**WORK INSTRUCTIONS:** What lines below include the string "DispatchError"? Pick them out and copy them.

**RECORDED INFORMATION:**
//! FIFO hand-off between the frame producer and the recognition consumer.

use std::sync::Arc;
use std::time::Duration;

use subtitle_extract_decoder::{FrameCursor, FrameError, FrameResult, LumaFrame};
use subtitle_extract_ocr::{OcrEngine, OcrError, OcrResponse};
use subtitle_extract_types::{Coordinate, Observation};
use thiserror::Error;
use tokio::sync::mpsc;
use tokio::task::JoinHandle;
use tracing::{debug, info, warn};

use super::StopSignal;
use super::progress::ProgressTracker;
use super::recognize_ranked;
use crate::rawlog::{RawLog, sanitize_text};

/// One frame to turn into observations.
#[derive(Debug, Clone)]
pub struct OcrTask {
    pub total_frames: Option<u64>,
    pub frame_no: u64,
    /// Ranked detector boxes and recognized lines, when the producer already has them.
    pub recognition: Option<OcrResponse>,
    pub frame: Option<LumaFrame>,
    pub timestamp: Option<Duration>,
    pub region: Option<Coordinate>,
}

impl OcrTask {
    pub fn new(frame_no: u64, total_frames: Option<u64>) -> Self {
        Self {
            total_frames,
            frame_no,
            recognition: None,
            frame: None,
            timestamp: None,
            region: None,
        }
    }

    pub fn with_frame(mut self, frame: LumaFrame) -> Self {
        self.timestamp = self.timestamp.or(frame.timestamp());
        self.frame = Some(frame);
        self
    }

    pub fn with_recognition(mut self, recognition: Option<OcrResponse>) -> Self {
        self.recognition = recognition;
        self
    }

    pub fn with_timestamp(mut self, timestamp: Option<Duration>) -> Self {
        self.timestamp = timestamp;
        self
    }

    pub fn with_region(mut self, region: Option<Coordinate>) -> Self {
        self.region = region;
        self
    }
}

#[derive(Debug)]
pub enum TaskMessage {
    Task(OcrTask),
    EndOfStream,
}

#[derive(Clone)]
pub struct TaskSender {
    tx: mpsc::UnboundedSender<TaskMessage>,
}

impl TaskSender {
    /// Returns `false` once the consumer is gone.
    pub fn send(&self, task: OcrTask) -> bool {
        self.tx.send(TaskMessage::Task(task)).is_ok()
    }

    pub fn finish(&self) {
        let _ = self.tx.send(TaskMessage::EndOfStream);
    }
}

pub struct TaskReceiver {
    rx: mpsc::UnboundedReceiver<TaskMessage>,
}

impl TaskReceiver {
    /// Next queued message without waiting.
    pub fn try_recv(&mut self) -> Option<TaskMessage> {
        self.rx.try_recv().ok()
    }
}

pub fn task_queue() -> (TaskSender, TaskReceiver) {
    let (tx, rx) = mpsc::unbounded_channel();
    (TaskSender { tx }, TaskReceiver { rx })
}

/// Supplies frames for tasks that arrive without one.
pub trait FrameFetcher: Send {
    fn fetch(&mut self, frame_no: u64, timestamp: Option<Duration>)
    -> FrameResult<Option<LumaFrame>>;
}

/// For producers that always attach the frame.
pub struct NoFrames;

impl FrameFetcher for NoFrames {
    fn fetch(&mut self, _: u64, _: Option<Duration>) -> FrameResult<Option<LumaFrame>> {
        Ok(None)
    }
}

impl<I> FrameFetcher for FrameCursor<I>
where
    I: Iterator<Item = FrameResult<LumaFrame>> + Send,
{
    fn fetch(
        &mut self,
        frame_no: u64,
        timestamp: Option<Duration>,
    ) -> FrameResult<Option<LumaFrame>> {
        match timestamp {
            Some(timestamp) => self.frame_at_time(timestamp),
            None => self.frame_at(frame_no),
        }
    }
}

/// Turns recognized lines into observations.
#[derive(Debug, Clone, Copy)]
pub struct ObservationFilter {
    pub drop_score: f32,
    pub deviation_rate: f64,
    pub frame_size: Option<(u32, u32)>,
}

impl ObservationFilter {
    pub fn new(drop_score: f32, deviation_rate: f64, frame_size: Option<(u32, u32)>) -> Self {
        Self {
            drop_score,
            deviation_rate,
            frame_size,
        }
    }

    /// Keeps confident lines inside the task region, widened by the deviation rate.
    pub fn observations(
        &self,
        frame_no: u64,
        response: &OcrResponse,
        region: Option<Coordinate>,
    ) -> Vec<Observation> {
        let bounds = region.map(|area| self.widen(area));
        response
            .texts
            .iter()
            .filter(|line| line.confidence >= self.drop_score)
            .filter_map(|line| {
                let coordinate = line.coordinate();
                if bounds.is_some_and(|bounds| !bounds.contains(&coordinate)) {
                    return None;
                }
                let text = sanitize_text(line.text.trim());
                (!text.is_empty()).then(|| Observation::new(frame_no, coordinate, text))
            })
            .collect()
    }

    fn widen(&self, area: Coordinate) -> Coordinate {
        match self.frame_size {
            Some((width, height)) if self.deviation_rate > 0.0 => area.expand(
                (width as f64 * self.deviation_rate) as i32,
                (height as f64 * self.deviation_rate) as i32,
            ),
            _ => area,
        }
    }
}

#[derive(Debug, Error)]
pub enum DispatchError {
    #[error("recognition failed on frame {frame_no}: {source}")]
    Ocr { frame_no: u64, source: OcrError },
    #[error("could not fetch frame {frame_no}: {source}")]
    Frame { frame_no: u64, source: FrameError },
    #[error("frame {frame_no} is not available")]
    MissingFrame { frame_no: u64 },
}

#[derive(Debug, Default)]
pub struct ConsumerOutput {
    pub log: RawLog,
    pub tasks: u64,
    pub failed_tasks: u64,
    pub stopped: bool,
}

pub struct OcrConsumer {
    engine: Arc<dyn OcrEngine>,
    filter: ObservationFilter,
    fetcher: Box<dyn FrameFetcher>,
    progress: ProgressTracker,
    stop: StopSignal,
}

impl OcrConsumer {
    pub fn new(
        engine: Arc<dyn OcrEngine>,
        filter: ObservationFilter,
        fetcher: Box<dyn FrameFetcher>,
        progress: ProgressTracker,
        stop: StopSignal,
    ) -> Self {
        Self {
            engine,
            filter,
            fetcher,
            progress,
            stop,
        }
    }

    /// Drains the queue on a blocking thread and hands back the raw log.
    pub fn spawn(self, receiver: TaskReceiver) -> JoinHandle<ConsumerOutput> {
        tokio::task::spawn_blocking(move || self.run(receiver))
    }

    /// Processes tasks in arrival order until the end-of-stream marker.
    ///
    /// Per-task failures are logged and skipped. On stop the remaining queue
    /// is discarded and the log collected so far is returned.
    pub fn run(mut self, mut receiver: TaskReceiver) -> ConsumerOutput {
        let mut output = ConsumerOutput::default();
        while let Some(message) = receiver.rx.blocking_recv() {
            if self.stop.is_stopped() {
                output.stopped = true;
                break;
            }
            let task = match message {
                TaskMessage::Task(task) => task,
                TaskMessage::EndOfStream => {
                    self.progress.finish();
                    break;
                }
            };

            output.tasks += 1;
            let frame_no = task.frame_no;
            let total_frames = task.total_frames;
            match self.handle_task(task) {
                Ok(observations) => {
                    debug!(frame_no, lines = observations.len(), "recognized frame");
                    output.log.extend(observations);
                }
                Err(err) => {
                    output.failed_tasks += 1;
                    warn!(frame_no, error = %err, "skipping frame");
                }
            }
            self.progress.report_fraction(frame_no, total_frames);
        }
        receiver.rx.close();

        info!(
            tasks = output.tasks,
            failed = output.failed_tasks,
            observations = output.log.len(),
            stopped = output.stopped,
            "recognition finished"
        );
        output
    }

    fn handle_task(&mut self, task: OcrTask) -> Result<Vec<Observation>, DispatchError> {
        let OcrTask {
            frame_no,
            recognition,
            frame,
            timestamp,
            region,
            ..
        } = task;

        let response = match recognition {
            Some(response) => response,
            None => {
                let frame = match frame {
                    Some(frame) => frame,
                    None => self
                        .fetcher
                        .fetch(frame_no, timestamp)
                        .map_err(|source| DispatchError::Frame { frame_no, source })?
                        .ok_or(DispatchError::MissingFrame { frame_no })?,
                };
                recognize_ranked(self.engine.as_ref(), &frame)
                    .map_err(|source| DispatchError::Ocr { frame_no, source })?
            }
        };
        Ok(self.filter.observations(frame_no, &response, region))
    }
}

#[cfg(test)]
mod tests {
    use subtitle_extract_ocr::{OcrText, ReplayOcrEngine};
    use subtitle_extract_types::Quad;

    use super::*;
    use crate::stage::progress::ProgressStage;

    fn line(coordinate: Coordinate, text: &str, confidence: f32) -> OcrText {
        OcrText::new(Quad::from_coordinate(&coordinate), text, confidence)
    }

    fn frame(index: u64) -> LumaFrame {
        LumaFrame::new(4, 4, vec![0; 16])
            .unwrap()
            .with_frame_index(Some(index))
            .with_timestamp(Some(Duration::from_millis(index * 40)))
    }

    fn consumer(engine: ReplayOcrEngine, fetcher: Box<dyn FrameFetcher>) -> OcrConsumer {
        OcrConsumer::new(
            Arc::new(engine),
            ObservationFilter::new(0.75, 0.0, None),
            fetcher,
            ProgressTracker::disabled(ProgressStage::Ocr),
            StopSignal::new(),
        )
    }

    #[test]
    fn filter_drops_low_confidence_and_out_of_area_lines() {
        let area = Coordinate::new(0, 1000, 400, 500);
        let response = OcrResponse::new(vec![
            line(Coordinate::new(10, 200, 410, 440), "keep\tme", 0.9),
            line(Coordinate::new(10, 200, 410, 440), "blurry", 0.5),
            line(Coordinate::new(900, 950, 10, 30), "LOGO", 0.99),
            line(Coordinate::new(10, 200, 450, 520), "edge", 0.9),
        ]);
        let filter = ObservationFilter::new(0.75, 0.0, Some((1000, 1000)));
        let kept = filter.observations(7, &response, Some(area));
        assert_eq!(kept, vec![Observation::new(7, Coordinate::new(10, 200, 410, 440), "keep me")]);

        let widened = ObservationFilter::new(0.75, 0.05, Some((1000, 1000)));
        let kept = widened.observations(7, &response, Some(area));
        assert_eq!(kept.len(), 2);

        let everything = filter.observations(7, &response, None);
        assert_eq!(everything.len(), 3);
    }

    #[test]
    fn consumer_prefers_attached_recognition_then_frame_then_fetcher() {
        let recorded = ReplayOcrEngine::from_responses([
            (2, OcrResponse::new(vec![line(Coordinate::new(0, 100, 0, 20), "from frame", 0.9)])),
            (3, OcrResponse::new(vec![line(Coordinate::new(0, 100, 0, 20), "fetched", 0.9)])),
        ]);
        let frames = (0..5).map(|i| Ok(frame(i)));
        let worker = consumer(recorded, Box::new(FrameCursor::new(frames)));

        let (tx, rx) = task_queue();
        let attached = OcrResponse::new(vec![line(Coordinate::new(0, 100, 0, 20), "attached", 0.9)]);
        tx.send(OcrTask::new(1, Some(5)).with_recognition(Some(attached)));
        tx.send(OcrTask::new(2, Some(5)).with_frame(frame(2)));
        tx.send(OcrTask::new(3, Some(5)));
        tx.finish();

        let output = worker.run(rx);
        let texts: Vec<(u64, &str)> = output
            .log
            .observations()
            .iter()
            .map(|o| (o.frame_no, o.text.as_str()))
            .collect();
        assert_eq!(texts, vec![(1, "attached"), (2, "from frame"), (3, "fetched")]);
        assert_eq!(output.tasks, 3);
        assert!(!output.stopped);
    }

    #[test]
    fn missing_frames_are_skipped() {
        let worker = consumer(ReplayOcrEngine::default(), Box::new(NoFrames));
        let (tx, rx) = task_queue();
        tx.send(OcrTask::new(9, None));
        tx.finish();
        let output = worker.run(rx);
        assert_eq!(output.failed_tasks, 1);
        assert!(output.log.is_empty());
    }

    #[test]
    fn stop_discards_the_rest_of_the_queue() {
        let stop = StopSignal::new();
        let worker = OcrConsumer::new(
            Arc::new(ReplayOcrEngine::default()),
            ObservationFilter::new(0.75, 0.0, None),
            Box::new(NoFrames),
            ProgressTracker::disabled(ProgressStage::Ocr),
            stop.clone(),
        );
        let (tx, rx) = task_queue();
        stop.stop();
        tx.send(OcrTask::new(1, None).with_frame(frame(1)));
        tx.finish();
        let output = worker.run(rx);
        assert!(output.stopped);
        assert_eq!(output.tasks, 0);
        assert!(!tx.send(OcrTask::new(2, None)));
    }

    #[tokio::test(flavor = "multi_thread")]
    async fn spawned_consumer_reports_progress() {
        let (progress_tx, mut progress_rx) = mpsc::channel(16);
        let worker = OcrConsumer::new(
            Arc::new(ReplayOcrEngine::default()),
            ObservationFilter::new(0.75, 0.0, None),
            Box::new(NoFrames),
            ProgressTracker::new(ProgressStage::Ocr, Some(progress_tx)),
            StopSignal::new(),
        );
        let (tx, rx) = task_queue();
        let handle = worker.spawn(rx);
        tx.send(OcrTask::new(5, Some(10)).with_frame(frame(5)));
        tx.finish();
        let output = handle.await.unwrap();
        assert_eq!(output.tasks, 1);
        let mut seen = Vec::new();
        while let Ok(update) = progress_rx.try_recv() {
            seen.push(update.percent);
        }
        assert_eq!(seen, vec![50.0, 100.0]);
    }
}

==

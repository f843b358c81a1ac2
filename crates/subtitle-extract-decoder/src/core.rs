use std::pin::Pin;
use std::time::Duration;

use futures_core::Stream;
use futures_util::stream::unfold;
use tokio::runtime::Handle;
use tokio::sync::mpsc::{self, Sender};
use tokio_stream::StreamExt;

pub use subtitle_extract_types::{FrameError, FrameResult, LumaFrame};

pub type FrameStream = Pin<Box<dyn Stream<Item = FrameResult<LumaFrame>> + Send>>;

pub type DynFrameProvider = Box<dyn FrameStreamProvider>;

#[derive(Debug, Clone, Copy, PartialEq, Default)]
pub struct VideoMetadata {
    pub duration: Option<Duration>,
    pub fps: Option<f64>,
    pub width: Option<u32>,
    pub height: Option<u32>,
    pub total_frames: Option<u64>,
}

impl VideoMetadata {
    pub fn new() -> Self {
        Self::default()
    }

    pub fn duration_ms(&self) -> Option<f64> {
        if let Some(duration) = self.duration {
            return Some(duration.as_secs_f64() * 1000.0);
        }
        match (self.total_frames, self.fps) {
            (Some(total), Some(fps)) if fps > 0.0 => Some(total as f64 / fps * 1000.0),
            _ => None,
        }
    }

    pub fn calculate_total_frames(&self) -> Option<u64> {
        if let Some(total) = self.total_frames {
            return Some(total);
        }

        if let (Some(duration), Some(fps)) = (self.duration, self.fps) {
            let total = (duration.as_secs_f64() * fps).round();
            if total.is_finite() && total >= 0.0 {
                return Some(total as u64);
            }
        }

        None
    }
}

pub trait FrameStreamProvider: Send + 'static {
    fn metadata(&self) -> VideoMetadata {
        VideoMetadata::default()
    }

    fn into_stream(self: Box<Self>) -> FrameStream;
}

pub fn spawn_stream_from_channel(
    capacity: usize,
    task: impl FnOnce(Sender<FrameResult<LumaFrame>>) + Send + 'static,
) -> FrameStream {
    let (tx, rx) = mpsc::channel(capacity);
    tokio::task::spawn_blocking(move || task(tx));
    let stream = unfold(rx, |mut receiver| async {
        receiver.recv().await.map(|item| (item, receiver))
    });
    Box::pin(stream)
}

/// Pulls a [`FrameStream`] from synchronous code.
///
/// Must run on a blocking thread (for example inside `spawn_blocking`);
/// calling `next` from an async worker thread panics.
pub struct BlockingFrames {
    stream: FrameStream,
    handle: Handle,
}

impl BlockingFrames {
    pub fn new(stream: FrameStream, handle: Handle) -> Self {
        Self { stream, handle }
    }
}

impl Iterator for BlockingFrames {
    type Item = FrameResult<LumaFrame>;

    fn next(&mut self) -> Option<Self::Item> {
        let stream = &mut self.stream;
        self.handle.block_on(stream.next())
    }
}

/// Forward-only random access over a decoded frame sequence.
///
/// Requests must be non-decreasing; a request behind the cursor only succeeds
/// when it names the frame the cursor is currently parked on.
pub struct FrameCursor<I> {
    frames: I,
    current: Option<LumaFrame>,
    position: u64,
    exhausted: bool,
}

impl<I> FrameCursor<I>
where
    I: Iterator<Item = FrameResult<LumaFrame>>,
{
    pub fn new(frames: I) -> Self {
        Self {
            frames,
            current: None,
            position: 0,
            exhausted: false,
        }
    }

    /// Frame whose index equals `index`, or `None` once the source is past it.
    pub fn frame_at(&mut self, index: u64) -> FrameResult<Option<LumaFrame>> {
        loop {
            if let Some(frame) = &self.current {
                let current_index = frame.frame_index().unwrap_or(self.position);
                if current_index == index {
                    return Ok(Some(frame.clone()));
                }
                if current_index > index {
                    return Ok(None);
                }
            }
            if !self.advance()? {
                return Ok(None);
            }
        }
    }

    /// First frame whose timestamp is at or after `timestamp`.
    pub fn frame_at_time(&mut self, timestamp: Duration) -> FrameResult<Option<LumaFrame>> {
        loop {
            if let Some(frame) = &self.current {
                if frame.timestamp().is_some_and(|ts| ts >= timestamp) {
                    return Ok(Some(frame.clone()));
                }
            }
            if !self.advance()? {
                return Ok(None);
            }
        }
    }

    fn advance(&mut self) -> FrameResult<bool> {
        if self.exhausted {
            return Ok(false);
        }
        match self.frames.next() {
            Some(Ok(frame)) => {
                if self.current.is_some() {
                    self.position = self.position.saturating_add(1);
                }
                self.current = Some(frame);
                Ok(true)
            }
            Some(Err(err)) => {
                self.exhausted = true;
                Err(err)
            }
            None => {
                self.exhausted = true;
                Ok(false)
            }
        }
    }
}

--

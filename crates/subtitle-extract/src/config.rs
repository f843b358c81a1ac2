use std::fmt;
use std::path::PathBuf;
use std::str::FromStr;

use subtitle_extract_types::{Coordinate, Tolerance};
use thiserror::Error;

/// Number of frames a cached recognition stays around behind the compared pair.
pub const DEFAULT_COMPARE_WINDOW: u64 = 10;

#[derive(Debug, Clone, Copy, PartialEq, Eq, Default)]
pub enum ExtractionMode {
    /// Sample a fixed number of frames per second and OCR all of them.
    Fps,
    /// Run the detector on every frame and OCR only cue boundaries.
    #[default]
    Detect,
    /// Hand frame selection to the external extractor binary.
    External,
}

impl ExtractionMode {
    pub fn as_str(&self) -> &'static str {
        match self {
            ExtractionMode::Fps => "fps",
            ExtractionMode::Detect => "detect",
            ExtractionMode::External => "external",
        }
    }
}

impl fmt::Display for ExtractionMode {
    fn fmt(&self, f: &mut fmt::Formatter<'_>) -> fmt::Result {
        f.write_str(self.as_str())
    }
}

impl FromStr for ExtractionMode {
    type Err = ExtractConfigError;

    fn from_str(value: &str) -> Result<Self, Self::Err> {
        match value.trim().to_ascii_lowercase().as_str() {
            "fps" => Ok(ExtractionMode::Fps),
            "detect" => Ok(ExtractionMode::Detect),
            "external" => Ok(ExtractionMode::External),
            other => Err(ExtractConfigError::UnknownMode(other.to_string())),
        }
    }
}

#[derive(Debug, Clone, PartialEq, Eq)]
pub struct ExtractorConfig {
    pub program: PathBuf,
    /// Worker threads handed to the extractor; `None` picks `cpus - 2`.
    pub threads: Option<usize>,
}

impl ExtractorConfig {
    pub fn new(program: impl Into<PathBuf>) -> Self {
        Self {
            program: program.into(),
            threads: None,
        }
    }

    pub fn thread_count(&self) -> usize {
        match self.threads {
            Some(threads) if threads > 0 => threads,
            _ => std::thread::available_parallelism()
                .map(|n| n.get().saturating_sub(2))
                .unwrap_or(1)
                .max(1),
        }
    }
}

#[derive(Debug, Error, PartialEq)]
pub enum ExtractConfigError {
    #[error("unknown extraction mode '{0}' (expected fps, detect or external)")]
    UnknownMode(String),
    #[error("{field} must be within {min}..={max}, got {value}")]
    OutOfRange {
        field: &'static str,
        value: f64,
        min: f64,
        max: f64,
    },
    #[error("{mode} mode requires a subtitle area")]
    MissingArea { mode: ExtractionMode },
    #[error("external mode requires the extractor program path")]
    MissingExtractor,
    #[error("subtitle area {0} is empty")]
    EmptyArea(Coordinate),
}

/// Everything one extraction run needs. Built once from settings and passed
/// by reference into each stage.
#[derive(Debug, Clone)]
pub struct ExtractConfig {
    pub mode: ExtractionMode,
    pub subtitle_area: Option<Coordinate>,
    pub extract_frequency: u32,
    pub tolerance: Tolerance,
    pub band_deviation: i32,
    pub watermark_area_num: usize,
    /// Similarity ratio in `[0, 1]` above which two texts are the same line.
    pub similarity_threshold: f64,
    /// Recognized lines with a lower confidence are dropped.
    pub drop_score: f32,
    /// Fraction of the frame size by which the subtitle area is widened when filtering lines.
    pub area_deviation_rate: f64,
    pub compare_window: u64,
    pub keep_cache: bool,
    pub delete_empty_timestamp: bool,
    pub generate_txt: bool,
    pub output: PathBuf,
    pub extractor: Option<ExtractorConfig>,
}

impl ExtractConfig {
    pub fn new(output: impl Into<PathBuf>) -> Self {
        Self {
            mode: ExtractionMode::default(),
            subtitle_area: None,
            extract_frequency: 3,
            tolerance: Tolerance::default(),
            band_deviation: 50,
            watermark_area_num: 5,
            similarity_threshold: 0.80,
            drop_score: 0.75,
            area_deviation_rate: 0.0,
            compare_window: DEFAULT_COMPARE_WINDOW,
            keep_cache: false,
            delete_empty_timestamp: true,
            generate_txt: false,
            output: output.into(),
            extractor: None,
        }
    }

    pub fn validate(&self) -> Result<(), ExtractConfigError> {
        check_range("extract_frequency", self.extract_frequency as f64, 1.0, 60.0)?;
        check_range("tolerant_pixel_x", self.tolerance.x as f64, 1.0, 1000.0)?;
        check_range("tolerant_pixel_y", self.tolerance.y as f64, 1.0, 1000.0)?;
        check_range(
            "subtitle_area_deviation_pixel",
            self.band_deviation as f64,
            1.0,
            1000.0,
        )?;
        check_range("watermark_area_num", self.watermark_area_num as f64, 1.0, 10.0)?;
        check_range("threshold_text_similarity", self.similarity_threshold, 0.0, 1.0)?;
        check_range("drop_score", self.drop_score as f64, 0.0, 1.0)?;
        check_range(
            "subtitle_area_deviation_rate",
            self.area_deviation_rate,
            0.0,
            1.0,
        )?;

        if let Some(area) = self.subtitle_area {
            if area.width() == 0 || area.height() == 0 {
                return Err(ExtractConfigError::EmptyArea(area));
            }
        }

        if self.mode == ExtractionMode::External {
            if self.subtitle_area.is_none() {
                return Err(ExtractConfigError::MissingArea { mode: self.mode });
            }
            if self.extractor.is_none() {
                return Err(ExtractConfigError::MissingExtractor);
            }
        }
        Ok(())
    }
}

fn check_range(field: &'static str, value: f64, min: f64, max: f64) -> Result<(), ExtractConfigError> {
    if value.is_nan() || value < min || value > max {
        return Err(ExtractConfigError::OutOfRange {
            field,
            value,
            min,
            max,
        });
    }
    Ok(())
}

**RESULT:**
pub enum DispatchError {
    fn handle_task(&mut self, task: OcrTask) -> Result<Vec<Observation>, DispatchError> {
                        .map_err(|source| DispatchError::Frame { frame_no, source })?
                        .ok_or(DispatchError::MissingFrame { frame_no })?,
                    .map_err(|source| DispatchError::Ocr { frame_no, source })?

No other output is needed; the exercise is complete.